Lossiness is the result of two factors - we represent a document by its fixed-length signature. We obtain signature in the following way - we hash (crc32) each word into random bit in a n-bit length strings and their superposition produces n-bit document signature. Because of hashing, there is a chance, that some words hashed to the same position and it could be resulted in false hit. Signatures, calculated for each document in collection, are stored in RD-tree (Russian Doll tree), invented by Hellerstein, which is an adaptation of the R-tree to sets. In our case transitive containment relation realized with superimposed coding (Knuth,1973) of signatures - parent is 'OR'-ed bit-strings of all children. This is a second factor of lossiness. It's clear, that parents tend to be full of '1' (degenerates) and become quite useless because of it's little selectivity. Searching performs as a bit comparison of a signature represented query and RD-tree entry. If all '1' of both signatures are in the same position we say that this branch probably contains query, but if there is even one discrepancy we could definitely reject this branch. Lossiness causes serious performance degradation, since random accessing of heap records is slow and limits applicability of GiST index. Probability of false drops is depends on several factors and the number of unique words is one of them, so using dictionaries to reduce this number is practically mandatory.

Actually, it's not the whole story. GiST index has optimization for storing small tsvectors (< TOAST_INDEX_TARGET bytes, 512 bytes). On leaf pages small tsvectors stored as is, while longer one are represented by their signatures, which introduce some losiness. Unfortunately, existing index API doesn't allow to say index that it found an exact values (tsvector) or results need to be checked. That's why GiST index currently is marked as lossy.
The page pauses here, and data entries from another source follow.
//! The flow store
//!
//! Owns the documents root and the current flow listing. Every lifecycle
//! operation re-enumerates on success so subscribers always see the state on
//! disk. Failures are returned to the caller and logged once here.

use std::path::Path;
use std::sync::Arc;
use std::time::Duration;

use flowdeck_core::{
    default_flow_name, validate_flow_name, FlowDocument, FlowEntry, FlowGraphDocument,
    FlowLayout, FlowMetadata, FlowdeckConfig, FlowdeckError, FlowdeckResult, SettingsDocument,
    FLOW_FILE, SETTINGS_FILE,
};
use tokio::sync::{mpsc, watch, Mutex};
use toml::{Table, Value};
use tracing::{debug, info, warn};

use crate::fs::{is_cross_device, path_exists, read_document, scan_flows, write_atomic};
use crate::watcher::{FlowWatcher, WatchBatch, WatchHandle};

/// How a rename was carried out
#[derive(Debug, Clone, Copy, PartialEq, Eq)]
pub enum RenameStrategy {
    /// Single `rename(2)` of the flow directory
    Atomic,
    /// Create new directory, copy both documents, remove the old directory.
    ///
    /// Not transactional: an interruption after the copy leaves both
    /// directories, an interruption during the copy leaves a partial new
    /// directory next to the intact old one.
    CopyThenDelete,
}

/// Log a failed operation and hand the error back
fn logged<T>(op: &str, result: FlowdeckResult<T>) -> FlowdeckResult<T> {
    if let Err(ref e) = result {
        warn!("{} failed: {}", op, e);
    }
    result
}

/// File-backed store of flows under `<documents-root>/flows`
#[derive(Debug)]
pub struct FlowStore {
    layout: FlowLayout,
    author: String,
    listing: watch::Sender<Vec<FlowEntry>>,
    /// Serializes read-modify-write cycles on documents
    write_lock: Mutex<()>,
}

impl FlowStore {
    pub fn new(layout: FlowLayout) -> Self {
        Self::with_author(layout, flowdeck_core::flow::DEFAULT_AUTHOR)
    }

    pub fn with_author(layout: FlowLayout, author: impl Into<String>) -> Self {
        let (listing, _) = watch::channel(Vec::new());
        Self {
            layout,
            author: author.into(),
            listing,
            write_lock: Mutex::new(()),
        }
    }

    pub fn from_config(config: &FlowdeckConfig) -> Self {
        Self::with_author(config.layout(), config.author.clone())
    }

    /// Create the store and load the initial listing
    pub async fn open(layout: FlowLayout) -> FlowdeckResult<Self> {
        let store = Self::new(layout);
        store.refresh().await?;
        Ok(store)
    }

    pub fn layout(&self) -> &FlowLayout {
        &self.layout
    }

    /// The most recently published listing
    pub fn flows(&self) -> Vec<FlowEntry> {
        self.listing.borrow().clone()
    }

    /// Receive every listing the store publishes
    pub fn subscribe(&self) -> watch::Receiver<Vec<FlowEntry>> {
        self.listing.subscribe()
    }

    async fn scan(&self) -> FlowdeckResult<Vec<FlowEntry>> {
        let flows_dir = self.layout.flows_dir();
        tokio::task::spawn_blocking(move || scan_flows(&flows_dir))
            .await
            .map_err(|e| {
                FlowdeckError::io(
                    self.layout.flows_dir(),
                    std::io::Error::new(std::io::ErrorKind::Other, e.to_string()),
                )
            })?
    }

    /// Enumerate flows and publish the listing
    ///
    /// On failure the previous listing stays published.
    pub async fn refresh(&self) -> FlowdeckResult<Vec<FlowEntry>> {
        let flows = logged("enumerate flows", self.scan().await)?;
        debug!("Enumerated {} flows", flows.len());
        self.listing.send_replace(flows.clone());
        Ok(flows)
    }

    /// Create `Flow <N+1>` (or the next free number) with default documents
    pub async fn create_flow(&self) -> FlowdeckResult<FlowMetadata> {
        let meta = logged("create flow", self.create_flow_inner().await)?;
        self.refresh().await?;
        Ok(meta)
    }

    async fn create_flow_inner(&self) -> FlowdeckResult<FlowMetadata> {
        let existing = self.scan().await?;
        let flows_dir = self.layout.flows_dir();
        tokio::fs::create_dir_all(&flows_dir)
            .await
            .map_err(|e| FlowdeckError::io(&flows_dir, e))?;

        let mut n = existing.len() + 1;
        let name = loop {
            let candidate = default_flow_name(n);
            let dir = self.layout.flow_dir(&candidate);
            match tokio::fs::create_dir(&dir).await {
                Ok(()) => break candidate,
                Err(e) if e.kind() == std::io::ErrorKind::AlreadyExists => {
                    debug!("{} already exists, trying next name", candidate);
                    n += 1;
                }
                Err(e) => return Err(FlowdeckError::io(&dir, e)),
            }
        };

        let meta = FlowMetadata::new(&name, &self.author);
        info!("Creating flow '{}' ({})", name, meta.id);

        write_atomic(&self.layout.flow_file(&name), &FlowDocument::new_flow(&meta)?).await?;
        write_atomic(
            &self.layout.settings_file(&name),
            &SettingsDocument::default().to_toml_string()?,
        )
        .await?;

        Ok(meta)
    }

    /// Recursively remove a flow directory
    pub async fn delete_flow(&self, flow_name: &str) -> FlowdeckResult<()> {
        logged("delete flow", self.delete_flow_inner(flow_name).await)?;
        self.refresh().await?;
        Ok(())
    }

    async fn delete_flow_inner(&self, flow_name: &str) -> FlowdeckResult<()> {
        validate_flow_name(flow_name)?;
        let dir = self.layout.flow_dir(flow_name);
        if !path_exists(&dir).await? {
            return Err(FlowdeckError::not_found(format!("flow '{}' does not exist", flow_name)));
        }
        info!("Deleting flow '{}'", flow_name);
        tokio::fs::remove_dir_all(&dir)
            .await
            .map_err(|e| FlowdeckError::io(&dir, e))
    }

    /// Move a flow to a new name
    ///
    /// Both documents must exist under the old name and the new name must be
    /// free. Tries an atomic directory rename first and falls back to
    /// copy-then-delete when the platform refuses it.
    pub async fn rename_flow(&self, flow_name: &str, new_name: &str) -> FlowdeckResult<RenameStrategy> {
        let strategy = logged("rename flow", self.rename_flow_inner(flow_name, new_name).await)?;
        self.refresh().await?;
        Ok(strategy)
    }

    async fn rename_flow_inner(&self, flow_name: &str, new_name: &str) -> FlowdeckResult<RenameStrategy> {
        validate_flow_name(flow_name)?;
        validate_flow_name(new_name)?;
        if flow_name == new_name {
            return Err(FlowdeckError::invalid_input("flow names are the same"));
        }

        for doc in [self.layout.flow_file(flow_name), self.layout.settings_file(flow_name)] {
            if !path_exists(&doc).await? {
                return Err(FlowdeckError::not_found(format!(
                    "flow '{}' is missing {}",
                    flow_name,
                    doc.display()
                )));
            }
        }

        let old_dir = self.layout.flow_dir(flow_name);
        let new_dir = self.layout.flow_dir(new_name);
        if path_exists(&new_dir).await? {
            return Err(FlowdeckError::already_exists(format!(
                "flow '{}' already exists",
                new_name
            )));
        }

        info!("Renaming flow '{}' to '{}'", flow_name, new_name);
        match tokio::fs::rename(&old_dir, &new_dir).await {
            Ok(()) => Ok(RenameStrategy::Atomic),
            Err(e) if is_cross_device(&e) => {
                warn!("Atomic rename not possible ({}); copying instead", e);
                self.rename_by_copy(flow_name, new_name).await?;
                Ok(RenameStrategy::CopyThenDelete)
            }
            Err(e) => Err(FlowdeckError::io(&old_dir, e)),
        }
    }

    pub(crate) async fn rename_by_copy(&self, flow_name: &str, new_name: &str) -> FlowdeckResult<()> {
        let new_dir = self.layout.flow_dir(new_name);
        tokio::fs::create_dir_all(&new_dir)
            .await
            .map_err(|e| FlowdeckError::io(&new_dir, e))?;

        for file in [FLOW_FILE, SETTINGS_FILE] {
            let from = self.layout.flow_dir(flow_name).join(file);
            let to = new_dir.join(file);
            tokio::fs::copy(&from, &to)
                .await
                .map_err(|e| FlowdeckError::io(&from, e))?;
        }

        let old_dir = self.layout.flow_dir(flow_name);
        tokio::fs::remove_dir_all(&old_dir)
            .await
            .map_err(|e| FlowdeckError::io(&old_dir, e))
    }

    async fn load_document(&self, flow_name: &str) -> FlowdeckResult<FlowDocument> {
        validate_flow_name(flow_name)?;
        let path = self.layout.flow_file(flow_name);
        let text = read_document(&path).await?;
        FlowDocument::parse(flow_name, &path, &text)
    }

    async fn store_document(&self, doc: &FlowDocument) -> FlowdeckResult<()> {
        write_atomic(doc.path(), &doc.to_toml_string()?).await
    }

    /// Raw flow.toml text
    pub async fn read_flow_source(&self, flow_name: &str) -> FlowdeckResult<String> {
        let result = async {
            validate_flow_name(flow_name)?;
            read_document(&self.layout.flow_file(flow_name)).await
        }
        .await;
        logged("read flow document", result)
    }

    pub async fn read_metadata(&self, flow_name: &str) -> FlowdeckResult<FlowMetadata> {
        let result = async { self.load_document(flow_name).await?.metadata() }.await;
        logged("read flow metadata", result)
    }

    /// The node table whose `id` equals `node_id`
    pub async fn read_node_config(&self, flow_name: &str, node_id: &str) -> FlowdeckResult<Table> {
        debug!("Reading node '{}' of flow '{}'", node_id, flow_name);
        let result = async { self.load_document(flow_name).await?.node(node_id) }.await;
        logged("read node config", result)
    }

    /// Replace the `data` of one node and rewrite flow.toml
    pub async fn write_node_config(&self, flow_name: &str, node_id: &str, data: Value) -> FlowdeckResult<()> {
        debug!("Writing node '{}' of flow '{}'", node_id, flow_name);
        let result = async {
            let _guard = self.write_lock.lock().await;
            let mut doc = self.load_document(flow_name).await?;
            doc.set_node_data(node_id, data)?;
            self.store_document(&doc).await
        }
        .await;
        logged("write node config", result)
    }

    pub async fn load_graph(&self, flow_name: &str) -> FlowdeckResult<FlowGraphDocument> {
        let result = async { self.load_document(flow_name).await?.graph() }.await;
        logged("load graph", result)
    }

    /// Replace the `nodes` and `edges` of a flow, keeping everything else
    pub async fn save_graph(&self, flow_name: &str, graph: &FlowGraphDocument) -> FlowdeckResult<()> {
        let result = async {
            let _guard = self.write_lock.lock().await;
            let mut doc = self.load_document(flow_name).await?;
            doc.set_graph(graph)?;
            self.store_document(&doc).await
        }
        .await;
        logged("save graph", result)
    }

    pub async fn read_settings(&self, flow_name: &str) -> FlowdeckResult<SettingsDocument> {
        let result = async {
            validate_flow_name(flow_name)?;
            let path = self.layout.settings_file(flow_name);
            SettingsDocument::parse(&path, &read_document(&path).await?)
        }
        .await;
        logged("read settings", result)
    }

    pub async fn write_settings(&self, flow_name: &str, settings: &SettingsDocument) -> FlowdeckResult<()> {
        let result = async {
            validate_flow_name(flow_name)?;
            let path = self.layout.settings_file(flow_name);
            if !path_exists(&self.layout.flow_dir(flow_name)).await? {
                return Err(FlowdeckError::not_found(format!("flow '{}' does not exist", flow_name)));
            }
            let _guard = self.write_lock.lock().await;
            write_atomic(&path, &settings.to_toml_string()?).await
        }
        .await;
        logged("write settings", result)
    }

    /// Watch the documents root and re-enumerate after every batch of changes
    ///
    /// Batches are forwarded on the returned receiver after the listing has
    /// been refreshed. The watch ends when the handle is dropped.
    pub async fn watch(
        self: &Arc<Self>,
        poll_interval: Duration,
    ) -> FlowdeckResult<(WatchHandle, mpsc::Receiver<WatchBatch>)> {
        let root = self.layout.documents_root().to_path_buf();
        let (handle, mut batches) = logged(
            "watch documents root",
            FlowWatcher::new(root, poll_interval).spawn().await,
        )?;

        let (tx, rx) = mpsc::channel(32);
        let store = Arc::clone(self);
        tokio::spawn(async move {
            while let Some(batch) = batches.recv().await {
                debug!("File change batch of {} event(s)", batch.len());
                // refresh logs its own failure and keeps the old listing
                let _ = store.refresh().await;
                if tx.try_send(batch).is_err() {
                    debug!("Dropping change batch; no consumer ready");
                }
            }
        });

        Ok((handle, rx))
    }
}

/// True if `path` is one of a flow's two documents
pub fn is_flow_document(path: &Path) -> bool {
    matches!(
        path.file_name().and_then(|n| n.to_str()),
        Some(FLOW_FILE) | Some(SETTINGS_FILE)
    )
}
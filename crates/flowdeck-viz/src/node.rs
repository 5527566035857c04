//! Node rendering: the shared base shell and the renderers built on it

use crate::RenderConfig;
use flowdeck_core::GraphNode;
use unicode_width::{UnicodeWidthChar, UnicodeWidthStr};

/// Narrowest content area a node gets
const MIN_INNER_WIDTH: usize = 8;

/// Renders one node as text lines of equal display width
pub trait NodeRenderer: Send + Sync {
    fn render(&self, node: &GraphNode, selected: bool, config: &RenderConfig) -> Vec<String>;
}

struct BorderSet {
    top_left: &'static str,
    top_right: &'static str,
    bottom_left: &'static str,
    bottom_right: &'static str,
    horizontal: &'static str,
    vertical: &'static str,
    ellipsis: &'static str,
}

impl BorderSet {
    fn pick(config: &RenderConfig, selected: bool) -> Self {
        match (config.use_unicode, selected) {
            (true, false) => Self {
                top_left: "╭",
                top_right: "╮",
                bottom_left: "╰",
                bottom_right: "╯",
                horizontal: "─",
                vertical: "│",
                ellipsis: "…",
            },
            (true, true) => Self {
                top_left: "┏",
                top_right: "┓",
                bottom_left: "┗",
                bottom_right: "┛",
                horizontal: "━",
                vertical: "┃",
                ellipsis: "…",
            },
            (false, false) => Self {
                top_left: "+",
                top_right: "+",
                bottom_left: "+",
                bottom_right: "+",
                horizontal: "-",
                vertical: "|",
                ellipsis: "~",
            },
            (false, true) => Self {
                top_left: "#",
                top_right: "#",
                bottom_left: "#",
                bottom_right: "#",
                horizontal: "=",
                vertical: "#",
                ellipsis: "~",
            },
        }
    }
}

/// Cut `text` to at most `width` display columns
fn truncate(text: &str, width: usize, ellipsis: &str) -> String {
    if text.width() <= width {
        return text.to_string();
    }
    let budget = width.saturating_sub(ellipsis.width());
    let mut out = String::new();
    let mut used = 0;
    for c in text.chars() {
        let w = c.width().unwrap_or(0);
        if used + w > budget {
            break;
        }
        out.push(c);
        used += w;
    }
    out.push_str(ellipsis);
    out
}

fn pad(text: &str, width: usize) -> String {
    let mut out = text.to_string();
    out.push_str(&" ".repeat(width.saturating_sub(text.width())));
    out
}

/// The shell every node is drawn in: a box with the node id in its top border
pub struct BaseNode;

impl BaseNode {
    pub fn render(id: &str, content: &[String], selected: bool, config: &RenderConfig) -> Vec<String> {
        let borders = BorderSet::pick(config, selected);
        let max_inner = config.max_width.saturating_sub(4).max(MIN_INNER_WIDTH);

        let wanted = content
            .iter()
            .map(|l| l.width())
            .chain(std::iter::once(id.width() + 2))
            .max()
            .unwrap_or(0);
        let inner = wanted.clamp(MIN_INNER_WIDTH, max_inner);
        let total = inner + 4;

        let label = truncate(id, inner - 2, borders.ellipsis);
        let mut lines = Vec::with_capacity(content.len() + 4);
        lines.push(format!(
            "{}{} {} {}{}",
            borders.top_left,
            borders.horizontal,
            label,
            borders.horizontal.repeat(total - 5 - label.width()),
            borders.top_right
        ));

        let blank = format!("{} {} {}", borders.vertical, " ".repeat(inner), borders.vertical);
        if !config.compact {
            lines.push(blank.clone());
        }
        for line in content {
            lines.push(format!(
                "{} {} {}",
                borders.vertical,
                pad(&truncate(line, inner, borders.ellipsis), inner),
                borders.vertical
            ));
        }
        if !config.compact {
            lines.push(blank);
        }

        lines.push(format!(
            "{}{}{}",
            borders.bottom_left,
            borders.horizontal.repeat(total - 2),
            borders.bottom_right
        ));
        lines
    }
}

/// A node showing its `data.title` (or its id when untitled)
#[derive(Debug, Default, Clone, Copy)]
pub struct SuperNode;

impl NodeRenderer for SuperNode {
    fn render(&self, node: &GraphNode, selected: bool, config: &RenderConfig) -> Vec<String> {
        let title = node.title().unwrap_or(&node.id).to_string();
        BaseNode::render(&node.id, &[title], selected, config)
    }
}

/// Used for node types nothing is registered for; shows the type name too
#[derive(Debug, Default, Clone, Copy)]
pub struct FallbackNode;

impl NodeRenderer for FallbackNode {
    fn render(&self, node: &GraphNode, selected: bool, config: &RenderConfig) -> Vec<String> {
        let title = node.title().unwrap_or(&node.id).to_string();
        let kind = format!("<{}>", node.node_type.as_deref().unwrap_or("untyped"));
        BaseNode::render(&node.id, &[title, kind], selected, config)
    }
}

#[cfg(test)]
mod tests {
    use super::*;
    use flowdeck_core::Position;
    use pretty_assertions::assert_eq;

    fn titled(id: &str, title: &str) -> GraphNode {
        let mut node = GraphNode::new(id, "cronNode", Position::default());
        let mut data = toml::Table::new();
        data.insert("title".into(), toml::Value::String(title.into()));
        node.data = toml::Value::Table(data);
        node
    }

    #[test]
    fn test_super_node_renders_title() {
        let lines = SuperNode.render(&titled("a", "Cron"), false, &RenderConfig::default());
        assert_eq!(
            lines,
            vec![
                "╭─ a ──────╮".to_string(),
                "│ Cron     │".to_string(),
                "╰──────────╯".to_string(),
            ]
        );
    }

    #[test]
    fn test_super_node_falls_back_to_id() {
        let node = GraphNode::new("node-7", "cronNode", Position::default());
        let lines = SuperNode.render(&node, false, &RenderConfig::ascii());
        assert_eq!(lines[1], "| node-7   |");
        assert!(lines[0].starts_with("+- node-7"));
    }

    #[test]
    fn test_selected_node_uses_heavy_border() {
        let lines = SuperNode.render(&titled("a", "Cron"), true, &RenderConfig::default());
        assert!(lines[0].starts_with('┏'));
        assert!(lines[2].ends_with('┛'));
    }

    #[test]
    fn test_long_titles_are_truncated() {
        let config = RenderConfig::default();
        let lines = SuperNode.render(
            &titled("a", "A very long title that does not fit in the node"),
            false,
            &config,
        );
        for line in &lines {
            assert_eq!(line.width(), config.max_width);
        }
        assert!(lines[1].contains('…'));
    }

    #[test]
    fn test_non_compact_adds_padding_rows() {
        let lines = SuperNode.render(&titled("a", "Cron"), false, &RenderConfig::terminal());
        assert_eq!(lines.len(), 5);
    }

    #[test]
    fn test_fallback_shows_type() {
        let mut node = titled("x", "Thing");
        node.node_type = Some("mysteryNode".into());
        let lines = FallbackNode.render(&node, false, &RenderConfig::default());
        assert!(lines.iter().any(|l| l.contains("<mysteryNode>")));
    }
}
We hope in future to overcome this issue.

Contrary, GIN index isn't lossy and it's performance depends logarithmically on the number of unique words.

There is one side-effect of "non-lossiness" of GIN index and using queries with lexemes and weights, like 'supernovae:a'. Since information about these labels stored in heap only and GIN index is not lossy, there is no necessity to access heap, one should use special FTS operator @@@, which forces using of heap to get information about labels. GiST index is lossy, so it reads heap anyway and there is no need in special operator. In example below, fts_idx is a GIN index.

=# explain select * from apod where fts @@@ to_tsquery('supernovae:a');
                               QUERY PLAN                               
 Index Scan using fts_idx on apod  (cost=0.00..12.30 rows=2 width=1469)
   Index Cond: (fts @@@ '''supernova'':A'::tsquery)
   Filter: (fts @@@ '''supernova'':A'::tsquery)

Experiments lead to the following observations:

Overall, GiST index is very good for online update and fast for collections with the number of unique words about 100,000, but is not as scalable as Gin index, which in turn isn't good for updates. Both indexes support concurrency and recovery.

Partitioning of big collections and proper use of GiST and GIN indexes allow implementation of very fast search with online update. Partitioning can be done on database level using table inheritance and Constraint Exclusion, or distributing documents over servers and collecting search results using contrib/dblink extension module. The latter is possible, because ranking functions use only local information.